2 min read

Give Your Summer Workouts A Bone-Health Boost

Give Your Summer Workouts A Bone-Health Boost
Give Your Summer Workouts A Bone-Health Boost
3:47

Summer isn’t just for margaritas and barbecue; it’s also the perfect time to take your workouts outside and give your bones a boost. Every time you engage in weight-bearing or resistance exercises—movements where your body works against gravity or an external force—you activate bone-building processes that help increase density and strength.¹,² Exercise also improves balance and coordination, reducing the risk of falls and related fractures.³ Adding movement to your summer routine is therefore an easy and effective way to support lifelong bone health—all while having fun in the sun.
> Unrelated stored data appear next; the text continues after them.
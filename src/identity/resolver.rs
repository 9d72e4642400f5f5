//! Exchanges the OAuth2 proxy's session cookie for the caller's identity.

use std::time::Duration;

use reqwest::{Client, StatusCode, Url, header::COOKIE};
use serde::{Deserialize, Serialize};

/// The name of the session cookie set by the OAuth2 proxy.
pub const SESSION_COOKIE: &str = "_oauth2_proxy";

/// How long to wait for the userinfo endpoint before giving up.
pub const DEFAULT_USERINFO_TIMEOUT: Duration = Duration::from_secs(5);

/// The verified identity of the caller.
#[derive(Debug, Clone, PartialEq, Eq, Serialize, Deserialize)]
pub struct Identity {
    /// The caller's user name at the identity provider.
    #[serde(rename = "user")]
    pub username: String,
    /// The caller's email address. This is the key that links a caller to their data.
    pub email: String,
}

impl Identity {
    /// The identity handed out when authentication is bypassed for development.
    pub fn stub() -> Self {
        Self {
            username: "test".to_owned(),
            email: "test@example.com".to_owned(),
        }
    }
}

/// The reasons an identity could not be resolved.
#[derive(Debug, thiserror::Error, PartialEq)]
pub enum IdentityError {
    /// The request did not carry the session cookie.
    #[error("the session cookie is missing")]
    MissingCookie,

    /// The server was started without a userinfo endpoint.
    #[error("no userinfo endpoint has been configured")]
    MissingEndpoint,

    /// The userinfo endpoint could not be reached or timed out.
    #[error("could not reach the userinfo endpoint: {0}")]
    Transport(String),

    /// The userinfo endpoint did not accept the session.
    #[error("the userinfo endpoint responded with {0}")]
    Rejected(StatusCode),

    /// The userinfo endpoint responded with something other than the expected JSON.
    #[error("could not decode the userinfo response: {0}")]
    MalformedBody(String),
}

#[derive(Debug, Clone)]
enum IdentitySource {
    Stub,
    Userinfo { client: Client, endpoint: Url },
    Unconfigured,
}

/// Resolves the caller's [Identity] from their session cookie.
///
/// Whether authentication is bypassed is decided once, when the resolver is
/// constructed.
#[derive(Debug, Clone)]
pub struct IdentityResolver {
    source: IdentitySource,
}

impl IdentityResolver {
    /// A resolver that skips authentication and always returns [Identity::stub].
    ///
    /// For local development only.
    pub fn bypass() -> Self {
        tracing::warn!("Authentication is bypassed, every caller is {:?}", Identity::stub());

        Self {
            source: IdentitySource::Stub,
        }
    }

    /// A resolver that asks the OAuth2 proxy's userinfo `endpoint` who the caller is.
    ///
    /// If `endpoint` is `None` the resolver rejects every request.
    ///
    /// # Errors
    ///
    /// Returns an error when the HTTP client cannot be constructed.
    pub fn userinfo(endpoint: Option<Url>, timeout: Duration) -> Result<Self, reqwest::Error> {
        let source = match endpoint {
            Some(endpoint) => {
                let client = Client::builder().timeout(timeout).build()?;
                IdentitySource::Userinfo { client, endpoint }
            }
            None => {
                tracing::error!(
                    "No userinfo endpoint configured, all authenticated requests will be rejected"
                );
                IdentitySource::Unconfigured
            }
        };

        Ok(Self { source })
    }

    /// Whether this resolver skips authentication.
    pub fn is_bypass(&self) -> bool {
        matches!(self.source, IdentitySource::Stub)
    }

    /// Resolve the identity behind `session_cookie`, the value of the [SESSION_COOKIE] cookie.
    ///
    /// # Errors
    ///
    /// Returns an [IdentityError] if the cookie is missing, no endpoint is
    /// configured, the endpoint cannot be reached or does not answer 200 OK,
    /// or the response is not the expected JSON.
    pub async fn resolve(&self, session_cookie: Option<&str>) -> Result<Identity, IdentityError> {
        let (client, endpoint) = match &self.source {
            IdentitySource::Stub => return Ok(Identity::stub()),
            IdentitySource::Unconfigured => return Err(IdentityError::MissingEndpoint),
            IdentitySource::Userinfo { client, endpoint } => (client, endpoint),
        };

        let session_cookie = session_cookie.ok_or(IdentityError::MissingCookie)?;

        let response = client
            .get(endpoint.clone())
            .header(COOKIE, format!("{SESSION_COOKIE}={session_cookie}"))
            .send()
            .await
            .map_err(|error| IdentityError::Transport(error.to_string()))?;

        let status = response.status();
        if status != StatusCode::OK {
            return Err(IdentityError::Rejected(status));
        }

        let identity = response
            .json::<Identity>()
            .await
            .map_err(|error| IdentityError::MalformedBody(error.to_string()))?;

        tracing::debug!("Resolved session to {}", identity.email);

        Ok(identity)
    }
}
These fun and functional activities offer the weight-bearing movement your bones need. Try working a few into your weekly routine.

  1. Hiking
  2. Pickleball
  3. Gardening
  4. Stair Climbing
  5. Jumping Rope
  6. Tennis
  7. Beach Volleyball
  8. Tai Chi
  9. Outdoor Yoga
  10. Walking on the Beach

 

Your 5-Move Bone-Boosting Summer Routine

Want a more structured way to target your bones? Add this quick, effective resistance-training routine to your week—or tack one or two of these moves onto your favorite summer activity for an added bone-density boost.

For each, do 2–3 rounds, 10–12 reps. Rest as needed between rounds.

  1. Step-Ups:Use a sturdy bench or low step. Step up with one foot, press through the heel, then step down. Alternate legs.
  2. Wall Squats:Stand with your back to a wall and slide down into a seated position. Hold for 10–30 seconds.
  3. Standing Heel Raises:Hold a chair or wall for balance. Rise onto the balls of your feet, hold, and slowly lower.
  4. Lunges:Step forward with one foot and bend both knees to lower into a lunge. Push off the front foot to return to standing. Alternate legs.
  5. Chair Sit-to-Stands:Sit in a chair and stand up without using your hands, then sit back down slowly. Repeat for the desired reps.

Always listen to your body and consult with a healthcare or fitness professional before starting any new exercise routine.

 

Better Together: Pair Summer Fun with Bondia for Comprehensive Care

Summer activities are a fun, natural way to help strengthen your bones. But optimal bone health also requires robust nutritional support. Traditional approaches often focus narrowly on calcium—but Bondia goes further. Our clinically tested medical food targets the gut–bone connection with plant-derived pre- and probiotics, and has been shown to improve bone density in people with bone loss.

It’s never too early—or too late—to care for your bones. Start Bondia today.

Citations:

1 Anderson, Thomas B., and Hieu Duong. “Weight Bearing.” In StatPearls. Treasure Island (FL): StatPearls Publishing, 2025. http://www.ncbi.nlm.nih.gov/books/NBK551573/.

2 Hong, A Ram, and Sang Wan Kim. “Effects of Resistance Exercise on Bone Health.” Endocrinology and Metabolism 33, no. 4 (December 2018): 435–44. https://doi.org/10.3803/EnM.2018.33.4.435.

3. Papalia, Giuseppe Francesco, Rocco Papalia, Lorenzo Alirio Diaz Balzani, Guglielmo Torre, Biagio Zampogna, Sebastiano Vasta, Chiara Fossati, Anna Maria Alifano, and Vincenzo Denaro. “The Effects of Physical Exercise on Balance and Prevention of Falls in Older People: A Systematic Review and Meta-Analysis.” Journal of Clinical Medicine 9, no. 8 (August 11, 2020): 2595. https://doi.org/10.3390/jcm9082595.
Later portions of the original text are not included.